How To Get A Sports Job – espnW Summit
Katrina Galas: Hi, it’s Katrina Galas from the Warsaw Sports Marketing Center’s MBA program at the University of Oregon. I recently had the opportunity to attend the ESPNW Summit in Tucson, Arizona that brought together many of the sports business leaders from across the country. I asked a few of them if they would [...]
Katrina Galas: Hi, it’s Katrina Galas from the Warsaw Sports Marketing Center’s MBA program at the University of Oregon. I recently had the opportunity to attend the ESPNW Summit in Tucson, Arizona that brought together many of the sports business leaders from across the country. I asked a few of them if they would share some advice for women hoping to become leaders in the sports industry, and I wanted to share their messages with you.
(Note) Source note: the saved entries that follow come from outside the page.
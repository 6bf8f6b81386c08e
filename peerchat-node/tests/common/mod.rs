#![allow(dead_code)]

use std::future::Future;
use std::path::Path;
use std::sync::{Arc, Mutex};
use std::time::Duration;

use peerchat_core::wire::{self, LEN_SIZE};
use peerchat_core::{ContactId, MemoryDirectory, Message, MessageEntry};
use peerchat_node::{Config, Node, Presenter};
use tokio::io::{AsyncReadExt, AsyncWriteExt};
use tokio::net::TcpStream;

pub const WAIT: Duration = Duration::from_secs(5);

#[derive(Debug, Clone, PartialEq, Eq)]
pub enum Seen {
    Message(ContactId, MessageEntry),
    Online(ContactId),
    Offline(ContactId),
    Error(String),
    Notice(String),
}

#[derive(Default)]
pub struct Recorder {
    seen: Mutex<Vec<Seen>>,
}

impl Recorder {
    pub fn seen(&self) -> Vec<Seen> {
        self.seen.lock().unwrap().clone()
    }

    pub fn errors(&self) -> Vec<String> {
        self.seen()
            .into_iter()
            .filter_map(|s| match s {
                Seen::Error(e) => Some(e),
                _ => None,
            })
            .collect()
    }

    pub fn count(&self, wanted: &Seen) -> usize {
        self.seen().iter().filter(|s| *s == wanted).count()
    }

    fn push(&self, s: Seen) {
        self.seen.lock().unwrap().push(s);
    }
}

impl Presenter for Recorder {
    fn on_message(&self, contact: &ContactId, entry: &MessageEntry) {
        self.push(Seen::Message(contact.clone(), entry.clone()));
    }
    fn on_contact_online(&self, contact: &ContactId) {
        self.push(Seen::Online(contact.clone()));
    }
    fn on_contact_offline(&self, contact: &ContactId) {
        self.push(Seen::Offline(contact.clone()));
    }
    fn on_error(&self, message: &str) {
        self.push(Seen::Error(message.to_string()));
    }
    fn on_notice(&self, text: &str) {
        self.push(Seen::Notice(text.to_string()));
    }
}

/// A port nothing is listening on right now.
pub fn free_port() -> u16 {
    let l = std::net::TcpListener::bind("127.0.0.1:0").unwrap();
    l.local_addr().unwrap().port()
}

pub fn config(name: &str, downloads: &Path) -> Config {
    Config {
        display_name: name.to_string(),
        advertise_host: "127.0.0.1".to_string(),
        bind_host: "127.0.0.1".to_string(),
        listen_port: free_port(),
        connect_timeout_secs: 5,
        downloads_dir: downloads.to_path_buf(),
        save_files: true,
    }
}

pub struct TestNode {
    pub node: Node,
    pub seen: Arc<Recorder>,
    pub directory: Arc<MemoryDirectory>,
}

impl TestNode {
    pub fn id(&self) -> ContactId {
        self.node.local().contact_id.clone()
    }

    pub fn port(&self) -> u16 {
        self.node.local().address.port
    }
}

pub async fn start(name: &str, downloads: &Path) -> TestNode {
    start_with(config(name, downloads), Arc::new(MemoryDirectory::new())).await
}

pub async fn start_with(cfg: Config, directory: Arc<MemoryDirectory>) -> TestNode {
    let seen = Arc::new(Recorder::default());
    let node = Node::start(&cfg, seen.clone(), directory.clone())
        .await
        .unwrap();
    TestNode {
        node,
        seen,
        directory,
    }
}

/// Start two nodes and connect `a` to `b`; returns once both sides see each other online.
pub async fn connected_pair(downloads: &Path) -> (TestNode, TestNode) {
    let a = start("alice", downloads).await;
    let b = start("bob", downloads).await;
    a.node.initiate_connection("127.0.0.1", b.port()).await.unwrap();
    let (na, nb, ida, idb) = (a.node.clone(), b.node.clone(), a.id(), b.id());
    eventually(|| {
        let (na, nb, ida, idb) = (na.clone(), nb.clone(), ida.clone(), idb.clone());
        async move { na.is_online(&idb).await && nb.is_online(&ida).await }
    })
    .await;
    (a, b)
}

/// Poll `check` until it holds; panics after `WAIT`.
pub async fn eventually<F, Fut>(check: F)
where
    F: Fn() -> Fut,
    Fut: Future<Output = bool>,
{
    let deadline = tokio::time::Instant::now() + WAIT;
    loop {
        if check().await {
            return;
        }
        if tokio::time::Instant::now() >= deadline {
            panic!("condition not reached within {:?}", WAIT);
        }
        tokio::time::sleep(Duration::from_millis(10)).await;
    }
}

pub async fn write_message(stream: &mut TcpStream, msg: &Message) {
    let frame = wire::encode_frame(msg).unwrap();
    stream.write_all(&frame).await.unwrap();
}

pub async fn read_message(stream: &mut TcpStream) -> Message {
    let mut prefix = [0u8; LEN_SIZE];
    tokio::time::timeout(WAIT, stream.read_exact(&mut prefix))
        .await
        .unwrap()
        .unwrap();
    let len = wire::frame_len(prefix).unwrap();
    let mut body = vec![0u8; len];
    stream.read_exact(&mut body).await.unwrap();
    wire::decode_body(&body).unwrap()
}

/// True once the remote side has closed the stream.
pub async fn sees_eof(stream: &mut TcpStream) -> bool {
    let mut buf = [0u8; 64];
    loop {
        match tokio::time::timeout(WAIT, stream.read(&mut buf)).await {
            Ok(Ok(0)) | Ok(Err(_)) => return true,
            Ok(Ok(_)) => continue,
            Err(_) => return false,
        }
    }
}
If I could share some advice, I’d say that similar to how athletes need to train in the cities they’re competing in, business leaders need to put themselves in situations where they can educate themselves and connect with others in the industry. That’s what the ESPNW Summit was all about.
Christine Driessen: First, understanding the type of business you want to be in, whether you want to be in the league side or the business side, whether it’s a network or a cable program, or, or an agent. Just decide which avenue of sports you want to go into, and you have to go into something where you have great passion for. Uh, all of us work so hard in this business, and I think it’s really important as young people come up with the organizations to have a passion for what you want, and go for it. Do not by shy. Be confident. Speak concisely. But go for it, bottom line.
Laura Gentile: I would certainly recommend that you set very clear goals for yourself and have a good sense of what path you want to take, but know that you can do anything you want to do. So don’t get too crazy that, you know, the path that you set, you have to stay on. Because there’s a lot of adventure out there, there’s a lot of opportunity out there. You need ultimately to show that you are a results-driven person who can make things happen, and you’re somebody to be, uh, trusted and trusted in from just an intelligence perspective and a go-getter perspective.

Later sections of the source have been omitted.